Twenty-odd years ago I took on my first 'proper' after-school job working a till at Safeways. And not one of these fancy bar code scanners either, this was a find-the-price-tag, punch in the right number, allocate the right department code minefield of potential problems.
But I enjoyed it, having never had a toy cash register when I was little and having to make do with the chord keys on my Casio organ to ring through purchases for my teddy bears. Not so nice was the ritual humiliation at the hands ofmy co-workers who all went to the same local school and rather objected to the private school b*tch daring to come onto their turf, despite blending in so nicely with the regulation orange uniform.

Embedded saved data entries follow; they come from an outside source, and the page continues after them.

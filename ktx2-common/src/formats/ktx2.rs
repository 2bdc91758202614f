//! KTX2 texture container header
//!
//! Reads just enough of the fixed header to classify a file. Full decoding
//! (block transcoding, supercompression, mip chains) belongs to the external
//! `ktx` tool; the only payload this module ever extracts is a single
//! uncompressed RGBA8 level, as a last resort when the tool is unavailable.
//!
//! # Layout
//! ```text
//! 0x00: identifier [12 bytes]
//! 0x0C: vkFormat u32
//! 0x10: typeSize u32
//! 0x14: pixelWidth u32
//! 0x18: pixelHeight u32
//! 0x1C: pixelDepth u32
//! 0x20: layerCount u32
//! 0x24: faceCount u32
//! 0x28: levelCount u32
//! 0x2C: supercompressionScheme u32
//! 0x30: dfdByteOffset u32, dfdByteLength u32
//! 0x38: kvdByteOffset u32, kvdByteLength u32
//! 0x40: sgdByteOffset u64, sgdByteLength u64
//! 0x50: level 0 byteOffset u64, byteLength u64
//! ```
//! All integers are little-endian.

use thiserror::Error;

/// KTX2 identifier: «KTX 20» with the PNG-style transmission guards
pub const KTX2_MAGIC: [u8; 12] = [
    0xAB, 0x4B, 0x54, 0x58, 0x20, 0x32, 0x30, 0xBB, 0x0D, 0x0A, 0x1A, 0x0A,
];

/// VK_FORMAT_R8G8B8A8_UNORM, the single pixel format the fallback handles
pub const VK_FORMAT_R8G8B8A8_UNORM: u32 = 37;

/// Header size through the first level-index entry
pub const KTX2_HEADER_SIZE: usize = 96;

#[derive(Error, Debug, Clone, PartialEq, Eq)]
pub enum Ktx2Error {
    #[error("file too small for KTX2 header")]
    TooSmall,
    #[error("invalid KTX2 identifier")]
    InvalidMagic,
    #[error("supercompression scheme {0} requires the external ktx tool")]
    Supercompressed(u32),
    #[error("vkFormat {0} is not uncompressed RGBA8")]
    UnsupportedFormat(u32),
    #[error("level 0 data out of bounds (offset {offset}, length {length})")]
    LevelOutOfBounds { offset: u64, length: u64 },
    #[error("level 0 length {got} does not match {width}x{height} RGBA8")]
    LevelSizeMismatch { got: u64, width: u32, height: u32 },
}

/// Fixed KTX2 header fields, read-only
#[derive(Debug, Clone, Copy, PartialEq, Eq)]
pub struct Ktx2Header {
    pub vk_format: u32,
    pub type_size: u32,
    pub pixel_width: u32,
    pub pixel_height: u32,
    pub pixel_depth: u32,
    pub layer_count: u32,
    pub face_count: u32,
    pub level_count: u32,
    pub supercompression_scheme: u32,
    pub dfd_byte_offset: u32,
    pub dfd_byte_length: u32,
    pub kvd_byte_offset: u32,
    pub kvd_byte_length: u32,
    pub sgd_byte_offset: u64,
    pub sgd_byte_length: u64,
    pub level0_byte_offset: u64,
    pub level0_byte_length: u64,
}

impl Ktx2Header {
    /// Read the fixed header fields.
    ///
    /// Only the identifier and minimum length are validated here; a header
    /// that parses may still be rejected by [`decode_rgba8`].
    pub fn parse(bytes: &[u8]) -> Result<Self, Ktx2Error> {
        if bytes.len() < KTX2_HEADER_SIZE {
            return Err(Ktx2Error::TooSmall);
        }
        if bytes[..12] != KTX2_MAGIC {
            return Err(Ktx2Error::InvalidMagic);
        }
        Ok(Self {
            vk_format: read_u32(bytes, 12),
            type_size: read_u32(bytes, 16),
            pixel_width: read_u32(bytes, 20),
            pixel_height: read_u32(bytes, 24),
            pixel_depth: read_u32(bytes, 28),
            layer_count: read_u32(bytes, 32),
            face_count: read_u32(bytes, 36),
            level_count: read_u32(bytes, 40),
            supercompression_scheme: read_u32(bytes, 44),
            dfd_byte_offset: read_u32(bytes, 48),
            dfd_byte_length: read_u32(bytes, 52),
            kvd_byte_offset: read_u32(bytes, 56),
            kvd_byte_length: read_u32(bytes, 60),
            sgd_byte_offset: read_u64(bytes, 64),
            sgd_byte_length: read_u64(bytes, 72),
            level0_byte_offset: read_u64(bytes, 80),
            level0_byte_length: read_u64(bytes, 88),
        })
    }
}

/// One decoded RGBA8 level
///
/// Rows run bottom-to-top relative to file storage order (the header's
/// declared orientation), so the byte stream can be handed straight to an
/// image buffer with row 0 at the top of the displayed picture.
#[derive(Debug, Clone, PartialEq, Eq)]
pub struct Rgba8Level {
    pub width: u32,
    pub height: u32,
    pub pixels: Vec<u8>,
}

/// Extract level 0 of a trivial uncompressed RGBA8 KTX2 file.
///
/// Everything else (supercompressed payloads, any other vkFormat, a level
/// whose length disagrees with the dimensions) is a typed rejection that
/// signals "use the external tool instead".
pub fn decode_rgba8(bytes: &[u8]) -> Result<Rgba8Level, Ktx2Error> {
    let header = Ktx2Header::parse(bytes)?;

    if header.supercompression_scheme != 0 {
        return Err(Ktx2Error::Supercompressed(header.supercompression_scheme));
    }
    if header.vk_format != VK_FORMAT_R8G8B8A8_UNORM {
        return Err(Ktx2Error::UnsupportedFormat(header.vk_format));
    }

    let offset = header.level0_byte_offset;
    let length = header.level0_byte_length;
    match offset.checked_add(length) {
        Some(end) if end <= bytes.len() as u64 => {}
        _ => return Err(Ktx2Error::LevelOutOfBounds { offset, length }),
    }

    let width = header.pixel_width;
    let height = header.pixel_height;
    let expected = u64::from(width) * u64::from(height) * 4;
    if length != expected {
        return Err(Ktx2Error::LevelSizeMismatch { got: length, width, height });
    }

    let data = &bytes[offset as usize..(offset + length) as usize];
    let row_len = width as usize * 4;
    let mut pixels = Vec::with_capacity(data.len());
    for row in data.chunks_exact(row_len).rev() {
        pixels.extend_from_slice(row);
    }

    Ok(Rgba8Level { width, height, pixels })
}

fn read_u32(bytes: &[u8], offset: usize) -> u32 {
    u32::from_le_bytes([
        bytes[offset],
        bytes[offset + 1],
        bytes[offset + 2],
        bytes[offset + 3],
    ])
}

fn read_u64(bytes: &[u8], offset: usize) -> u64 {
    let mut buf = [0u8; 8];
    buf.copy_from_slice(&bytes[offset..offset + 8]);
    u64::from_le_bytes(buf)
}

At least there was no initiation ceremony, such as the one I fell right into at the DIY store later on on my youth, when I eagerly ran to the stock room to ask for a skirting-board ladder to help out. Ha, at least I didn't get the tartan paint ruse, I was prepared for that one.
Pay day was the great day though. We all marched up to the cash office to collect a jingling envelope of coinage for the £1.29 per hour wages we had accumulated playing 'let's see if I can ring this all through quicker than you can pack it' with the customers and announcing 'price check checkout three' in a sing-song voice over the tannoy.
Well today was my first pay day for my new teaching job. In a weird twist of fate I did not get my bank details to the Business Manager by the deadline and, this being Eastern Europe, where cheque books are a work of fiction, I was handed over £1000 in cash.
If only I had a piggy bank to store it all in, my journey to through the time warp would be complete.